__YOUR OBJECTIVE__: Select from the records below every line that has the word "static" in it.

(Records drawn from a dataset)
# # # #

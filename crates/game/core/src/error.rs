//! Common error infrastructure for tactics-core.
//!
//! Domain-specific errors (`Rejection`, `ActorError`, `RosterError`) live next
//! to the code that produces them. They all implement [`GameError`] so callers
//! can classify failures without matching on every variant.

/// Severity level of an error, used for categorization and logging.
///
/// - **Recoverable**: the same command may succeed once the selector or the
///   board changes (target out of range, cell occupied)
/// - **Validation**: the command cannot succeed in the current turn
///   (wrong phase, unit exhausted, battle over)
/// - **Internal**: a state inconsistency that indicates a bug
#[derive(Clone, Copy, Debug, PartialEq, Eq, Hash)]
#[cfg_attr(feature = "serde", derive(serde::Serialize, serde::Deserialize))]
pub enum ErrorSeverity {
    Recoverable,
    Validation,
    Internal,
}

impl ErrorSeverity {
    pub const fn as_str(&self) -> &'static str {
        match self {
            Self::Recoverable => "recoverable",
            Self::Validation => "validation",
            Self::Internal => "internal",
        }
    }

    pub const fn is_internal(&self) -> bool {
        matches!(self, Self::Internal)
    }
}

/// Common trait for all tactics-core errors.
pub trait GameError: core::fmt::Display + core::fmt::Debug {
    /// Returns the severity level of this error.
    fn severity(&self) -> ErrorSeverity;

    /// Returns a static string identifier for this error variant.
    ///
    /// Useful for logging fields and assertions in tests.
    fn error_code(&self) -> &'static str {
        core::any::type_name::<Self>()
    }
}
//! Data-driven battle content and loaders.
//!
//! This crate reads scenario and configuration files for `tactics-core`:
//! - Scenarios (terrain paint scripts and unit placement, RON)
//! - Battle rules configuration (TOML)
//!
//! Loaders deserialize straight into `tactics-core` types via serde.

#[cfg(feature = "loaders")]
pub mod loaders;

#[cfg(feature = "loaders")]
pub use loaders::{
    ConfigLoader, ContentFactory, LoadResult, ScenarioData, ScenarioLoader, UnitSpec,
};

# # # #

__REPLY TO THE EXERCISE__:
    pub const fn as_str(&self) -> &'static str {
    /// Returns a static string identifier for this error variant.
    fn error_code(&self) -> &'static str {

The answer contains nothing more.